Innovation Insights: Calviri’s cancer diagnostic, Zoetis Imagyst expansion, Idexx, Antech, Urine-sniffing dogs, and High Agency
Periodically I’ll share some of the latest developments in animal health including emerging startup companies, noteworthy innovations, trends, and impactful scientific publications. You’ll also get occasional book or podcast recommendations.
I value your input- if you have a newsworthy item or resource you think should be featured, please share it! Let’s keep our finger on the pulse of innovation in animal health together!
Zoetis’ Imagyst expands its capabilities to AI cytology
Computer Vision models are popping up everywhere in veterinary diagnostics. It was only a few years ago that cytology went digital in veterinary medicine.

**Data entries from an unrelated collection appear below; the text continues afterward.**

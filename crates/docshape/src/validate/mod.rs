//! Declaration-boundary checks shared by the node and build layers.

pub mod naming;
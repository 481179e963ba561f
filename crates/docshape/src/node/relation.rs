use crate::node::{Func, RefTarget, TypeRef, ValueFn};
use serde_json::Value;

///
/// DiscriminatorSource
///
/// One raw entry of a `discriminators` list: either a bare type, or an
/// object form that may carry an explicit stored value.
///

#[derive(Clone, Debug, PartialEq, Eq)]
pub enum DiscriminatorSource {
    Type(TypeRef),
    Entry {
        ty: Option<TypeRef>,
        value: Option<String>,
    },
}

impl DiscriminatorSource {
    pub fn class(name: impl Into<String>) -> Self {
        Self::Type(TypeRef::class(name))
    }

    pub fn with_value(name: impl Into<String>, value: impl Into<String>) -> Self {
        Self::Entry {
            ty: Some(TypeRef::class(name)),
            value: Some(value.into()),
        }
    }
}

///
/// DiscriminatorEntry
///
/// Validated discriminator entry. `value` defaults to the class name.
///

#[derive(Clone, Debug, PartialEq, Eq)]
pub struct DiscriminatorEntry {
    pub class: String,
    pub value: Option<String>,
}

impl DiscriminatorEntry {
    #[must_use]
    pub fn stored_value(&self) -> &str {
        self.value.as_deref().unwrap_or(&self.class)
    }
}

///
/// VirtualRelation
///
/// Populate-style relation resolved at query time; it has no stored path.
///

#[derive(Clone, Debug, PartialEq)]
pub struct VirtualRelation {
    pub reference: RefTarget,
    pub local_field: String,
    pub foreign_field: String,
    pub just_one: Option<bool>,
    pub count: Option<bool>,
    pub match_filter: Option<Value>,
    pub options: Option<Value>,
}

///
/// Accessor
///

#[derive(Clone, Debug, PartialEq)]
pub struct Accessor {
    pub get: Func<ValueFn>,
    pub set: Func<ValueFn>,
}
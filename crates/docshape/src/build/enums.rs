use crate::{
    error::{SchemaError, SchemaWarning},
    node::{EnumSpec, EnumValue},
    types::ScalarType,
};

/// Turn an enum source into the flat value list the driver accepts.
///
/// String storage requires every mapped value to be a string. Number
/// storage drops the reverse entries of a numeric enum; a numeric value with
/// no reverse entry is fatal. Any other storage keeps the values and warns.
pub(crate) fn derive_enum(
    class: &str,
    field: &str,
    spec: &EnumSpec,
    scalar: Option<ScalarType>,
    warnings: &mut Vec<SchemaWarning>,
) -> Result<Vec<EnumValue>, SchemaError> {
    let entries = match spec {
        EnumSpec::Mapping(entries) => entries,
        EnumSpec::Values(values) => {
            if !scalar.is_some_and(|s| s.is_string() || s.is_number()) {
                warnings.push(unsupported(class, field));
            }

            return Ok(values.clone());
        }
    };

    match scalar {
        Some(ScalarType::String) => entries
            .iter()
            .map(|(key, value)| match value {
                EnumValue::String(_) => Ok(value.clone()),
                _ => Err(SchemaError::EnumNotString {
                    class: class.to_string(),
                    field: field.to_string(),
                    key: key.clone(),
                    value: value.to_string(),
                }),
            })
            .collect(),

        Some(ScalarType::Number) => {
            let mut values = Vec::new();
            for (key, value) in entries {
                let reversed = match value {
                    EnumValue::Null => false,
                    _ => {
                        let text = value.to_string();
                        entries.iter().any(|(k, _)| *k == text)
                    }
                };
                if !reversed {
                    return Err(SchemaError::EnumNotNumber {
                        class: class.to_string(),
                        field: field.to_string(),
                        key: key.clone(),
                        value: value.to_string(),
                    });
                }
                if value.is_number() {
                    values.push(value.clone());
                }
            }

            Ok(values)
        }

        _ => {
            warnings.push(unsupported(class, field));

            Ok(spec.flatten())
        }
    }
}

fn unsupported(class: &str, field: &str) -> SchemaWarning {
    SchemaWarning::EnumOnUnsupportedType {
        class: class.to_string(),
        field: field.to_string(),
    }
}

///
/// TESTS
///
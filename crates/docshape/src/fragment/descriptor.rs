use crate::{
    fragment::Fragment,
    node::{Accessor, EnumValue, FieldOptions, NumberRules, StringRules},
    types::ScalarType,
};
use std::collections::BTreeMap;

///
/// Container
///
/// Wrapper around the element type. Arrays carry their nesting depth.
///

#[derive(Clone, Copy, Debug, Default, Eq, PartialEq)]
pub enum Container {
    #[default]
    Single,
    Array {
        depth: u8,
    },
    Map,
}

///
/// RefKind
///

#[derive(Clone, Debug, Eq, PartialEq)]
pub enum RefKind {
    /// Fixed target class.
    Model(String),

    /// Target class read per document from another path.
    Path(String),
}

///
/// StorageType
///

#[derive(Clone, Debug, Eq, PartialEq)]
pub enum StorageType {
    Scalar(ScalarType),
    Reference { id: ScalarType, target: RefKind },
    Embedded(String),
    Mixed,
}

impl StorageType {
    #[must_use]
    pub fn embedded_class(&self) -> Option<&str> {
        match self {
            Self::Embedded(name) => Some(name),
            _ => None,
        }
    }

    #[must_use]
    pub const fn scalar(&self) -> Option<ScalarType> {
        match self {
            Self::Scalar(s) => Some(*s),
            _ => None,
        }
    }
}

///
/// FieldDescriptor
///
/// Driver-facing description of one stored path.
///

#[derive(Clone, Debug, PartialEq)]
pub struct FieldDescriptor {
    pub storage: StorageType,
    pub container: Container,
    pub enum_values: Option<Vec<EnumValue>>,
    pub string: StringRules,
    pub number: NumberRules,
    pub options: FieldOptions,
    pub accessor: Option<Accessor>,
    pub discriminators: Option<DiscriminatorSet>,
    pub skip_discriminator_check: bool,
}

impl FieldDescriptor {
    #[must_use]
    pub fn new(storage: StorageType, container: Container) -> Self {
        Self {
            storage,
            container,
            enum_values: None,
            string: StringRules::default(),
            number: NumberRules::default(),
            options: FieldOptions::default(),
            accessor: None,
            discriminators: None,
            skip_discriminator_check: false,
        }
    }

    #[must_use]
    pub const fn reference(&self) -> Option<&RefKind> {
        match &self.storage {
            StorageType::Reference { target, .. } => Some(target),
            _ => None,
        }
    }
}

///
/// DiscriminatorSet
///
/// Sub-fragments attached to an embedded path, keyed by class name.
///

#[derive(Clone, Debug, PartialEq)]
pub struct DiscriminatorSet {
    pub key: String,
    pub children: BTreeMap<String, DiscriminatorChild>,
}

impl DiscriminatorSet {
    pub fn new(key: impl Into<String>) -> Self {
        Self {
            key: key.into(),
            children: BTreeMap::new(),
        }
    }

    #[must_use]
    pub fn get(&self, class: &str) -> Option<&DiscriminatorChild> {
        self.children.get(class)
    }
}

///
/// DiscriminatorChild
///

#[derive(Clone, Debug, PartialEq)]
pub struct DiscriminatorChild {
    pub value: String,
    pub fragment: Fragment,
}

///
/// VirtualField
///
/// Virtual relation as attached to a final fragment, with its target
/// normalized to a class name.
///

#[derive(Clone, Debug, PartialEq)]
pub struct VirtualField {
    pub reference: String,
    pub local_field: String,
    pub foreign_field: String,
    pub just_one: Option<bool>,
    pub count: Option<bool>,
    pub match_filter: Option<serde_json::Value>,
    pub options: Option<serde_json::Value>,
}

Fueled by innovative folks like Lacuna Diagnostics, point of care application launched simultaneously, with small affordable slide scanners installed in hospitals allowing rapid cytology interpretation from remote clinical pathologists in under two hours. The next step in the journey was predictable: computer vision AI model evaluation of cytology slides from point of care scanners. Zoetis has been moving this direction for some time with the Vetscan Imagyst analyzer.
Imagyst is a basically a set of cloud-based software applications that provide AI-powered analysis built around a simple Grundium ocus digital slide scanner. Till now, those applications were limited to things like AI fecal, AI blood smear, AI urine sediment, AI dermatology. Cytology slides made from lymph nodes and masses were still scanned to a pathologist for review.
Zoetis just announced the upcoming launch of AI Masses on June 2, 2025, a model that also evaluates lymph node aspirates. Similar functionality is forthcoming from the Idexx Invue Dx instrument, but a timeline has not been announced.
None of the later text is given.